Conclusion: A Message of Diagnostic Maturity
Message 1026 is, at its core, a diagnostic message. It does not contain a successful proof completion, a configuration triumph, or a deployment milestone. It contains a failure analysis and a proposed fix. But in the context of the larger project, it is one of the most important messages in the conversation.
The assistant demonstrates several qualities that distinguish mature engineering from mere scripting:
- Root cause analysis: It does not treat the transport error as the problem; it traces the error to its source (the dead daemon) and then traces the daemon's death to its cause (OOM kill).
- Hypothesis testing via contrast: It uses the Norway instance's success as a natural experiment, confirming that memory is the differentiating factor.
- Systematic solution generation: It enumerates multiple options rather than latching onto the first idea, and it evaluates their trade-offs explicitly.
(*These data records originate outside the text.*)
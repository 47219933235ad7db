//! Room identity and per-room bookkeeping.

use crate::error::DocLinkError;
use crate::models::{Notification, RoomInfo, RoomState, SubscribeScope, UserScope};
use serde_json::{Map, Value as JsonValue};
use sha2::{Digest, Sha256};
use std::collections::BTreeMap;
use std::sync::Arc;
use tokio::sync::oneshot;

/// Callback invoked for every notification delivered to a room.
pub type NotificationHandler = Arc<dyn Fn(&Notification) + Send + Sync>;

/// Acknowledgment handed to a subscriber once its room is ACTIVE.
#[derive(Debug, Clone, PartialEq, Eq)]
pub(crate) struct SubscribeAck {
    pub room_id: String,
    pub callback_id: u64,
    pub channel: String,
}

pub(crate) type SubscribeWaiter = oneshot::Sender<Result<SubscribeAck, DocLinkError>>;

/// Serialize `value` with object keys sorted at every depth.
///
/// Arrays keep their order. Two filter documents that differ only in key
/// order produce the same string.
pub(crate) fn canonical_json(value: &JsonValue) -> String {
    let mut out = String::new();
    write_canonical(value, &mut out);
    out
}

fn write_canonical(value: &JsonValue, out: &mut String) {
    match value {
        JsonValue::Object(map) => {
            let mut keys: Vec<&String> = map.keys().collect();
            keys.sort();
            out.push('{');
            for (i, key) in keys.iter().enumerate() {
                if i > 0 {
                    out.push(',');
                }
                out.push_str(&JsonValue::String((*key).clone()).to_string());
                out.push(':');
                if let Some(v) = map.get(*key) {
                    write_canonical(v, out);
                }
            }
            out.push('}');
        },
        JsonValue::Array(items) => {
            out.push('[');
            for (i, item) in items.iter().enumerate() {
                if i > 0 {
                    out.push(',');
                }
                write_canonical(item, out);
            }
            out.push(']');
        },
        scalar => out.push_str(&scalar.to_string()),
    }
}

/// Parameters that define a room's identity.
#[derive(Debug, Clone, PartialEq)]
pub(crate) struct RoomKey {
    pub collection: String,
    pub filters: JsonValue,
    pub subscribe_to_self: bool,
    pub scope: SubscribeScope,
    pub users: UserScope,
}

impl RoomKey {
    /// Deterministic room id: hex SHA-256 over the canonical encoding.
    pub fn room_id(&self) -> String {
        let identity = serde_json::json!({
            "collection": self.collection,
            "filters": self.filters,
            "scope": self.scope,
            "selfNotify": self.subscribe_to_self,
            "users": self.users,
        });
        hex::encode(Sha256::digest(canonical_json(&identity).as_bytes()))
    }
}

pub(crate) struct Registration {
    pub handler: NotificationHandler,
    pub notify_resubscribed: bool,
}

pub(crate) struct Room {
    pub room_id: String,
    pub key: RoomKey,
    pub volatile: Map<String, JsonValue>,
    pub state: RoomState,
    /// Backend routing channel, set on acknowledgment
    pub channel: Option<String>,
    /// Backend room id, required to unsubscribe
    pub backend_room_id: Option<String>,
    /// Handlers in registration order
    pub handlers: BTreeMap<u64, Registration>,
    /// Request id of the subscribe call currently in flight
    pub outstanding: Option<String>,
    /// Subscribers waiting for the acknowledgment
    pub waiters: Vec<(u64, SubscribeWaiter)>,
    pub created_at_ms: u64,
    pub last_notification_ms: Option<u64>,
    pub(crate) order: u64,
}

impl Room {
    pub fn new(room_id: String, key: RoomKey, volatile: Map<String, JsonValue>, order: u64) -> Self {
        Self {
            room_id,
            key,
            volatile,
            state: RoomState::Subscribing,
            channel: None,
            backend_room_id: None,
            handlers: BTreeMap::new(),
            outstanding: None,
            waiters: Vec::new(),
            created_at_ms: crate::now_ms(),
            last_notification_ms: None,
            order,
        }
    }

    pub fn fail_waiters(&mut self, err: &DocLinkError) {
        for (_, waiter) in self.waiters.drain(..) {
            let _ = waiter.send(Err(err.clone()));
        }
    }

    pub fn info(&self) -> RoomInfo {
        RoomInfo {
            room_id: self.room_id.clone(),
            collection: self.key.collection.clone(),
            filters: self.key.filters.clone(),
            subscribe_to_self: self.key.subscribe_to_self,
            state: self.state,
            channel: self.channel.clone(),
            handler_count: self.handlers.len(),
            subscribe_in_flight: self.outstanding.is_some(),
            created_at_ms: self.created_at_ms,
            last_notification_ms: self.last_notification_ms,
        }
    }
}

#[cfg(test)]
mod tests {
    use super::*;
    use serde_json::json;

    fn key(filters: JsonValue) -> RoomKey {
        RoomKey {
            collection: "messages".into(),
            filters,
            subscribe_to_self: true,
            scope: SubscribeScope::All,
            users: UserScope::None,
        }
    }

    #[test]
    fn test_canonical_json_sorts_nested_keys() {
        let a = json!({"b": 1, "a": {"y": [3, {"q": 1, "p": 2}], "x": null}});
        assert_eq!(
            canonical_json(&a),
            r#"{"a":{"x":null,"y":[3,{"p":2,"q":1}]},"b":1}"#
        );
    }

    #[test]
    fn test_room_id_ignores_key_order() {
        let a: JsonValue =
            serde_json::from_str(r#"{"equals":{"room":"lobby"},"range":{"age":{"gte":18,"lt":65}}}"#)
                .unwrap();
        let b: JsonValue =
            serde_json::from_str(r#"{"range":{"age":{"lt":65,"gte":18}},"equals":{"room":"lobby"}}"#)
                .unwrap();
        assert_eq!(key(a).room_id(), key(b).room_id());
    }

    #[test]
    fn test_room_id_depends_on_every_identity_field() {
        let base = key(json!({"equals": {"room": "lobby"}}));
        let id = base.room_id();
        assert_eq!(id.len(), 64);

        let mut other = base.clone();
        other.filters = json!({"equals": {"room": "attic"}});
        assert_ne!(other.room_id(), id);

        let mut other = base.clone();
        other.subscribe_to_self = false;
        assert_ne!(other.room_id(), id);

        let mut other = base.clone();
        other.collection = "users".into();
        assert_ne!(other.room_id(), id);

        let mut other = base.clone();
        other.scope = SubscribeScope::In;
        assert_ne!(other.room_id(), id);

        let mut other = base;
        other.users = UserScope::All;
        assert_ne!(other.room_id(), id);
    }

    #[test]
    fn test_array_order_is_significant() {
        assert_ne!(
            key(json!({"in": {"tag": ["a", "b"]}})).room_id(),
            key(json!({"in": {"tag": ["b", "a"]}})).room_id()
        );
    }
}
- Minimal intervention: It selects the least invasive fix that addresses the root cause, avoiding the temptation to over-engineer. The message also reveals the assistant's deep understanding of the system it is building. It knows how partition workers interact with memory, how PCE caching changes memory allocation patterns, and how the benchmark script's warmup phase differs from subsequent proofs. This is not surface-level knowledge—it is the kind of understanding that comes from having built the system, debugged its failures, and traced its behavior under stress. In the end, message 1026 is a testament to the value of careful diagnosis. The BC Canada instance's failure could have been dismissed as another platform fluke, another Vast.ai quirk, another transient error to be papered over with retry logic. Instead, the assistant dug deeper, found the real cause, and proposed a fix that addresses the fundamental constraint. That is the difference between a system that merely runs and a system that is truly understood.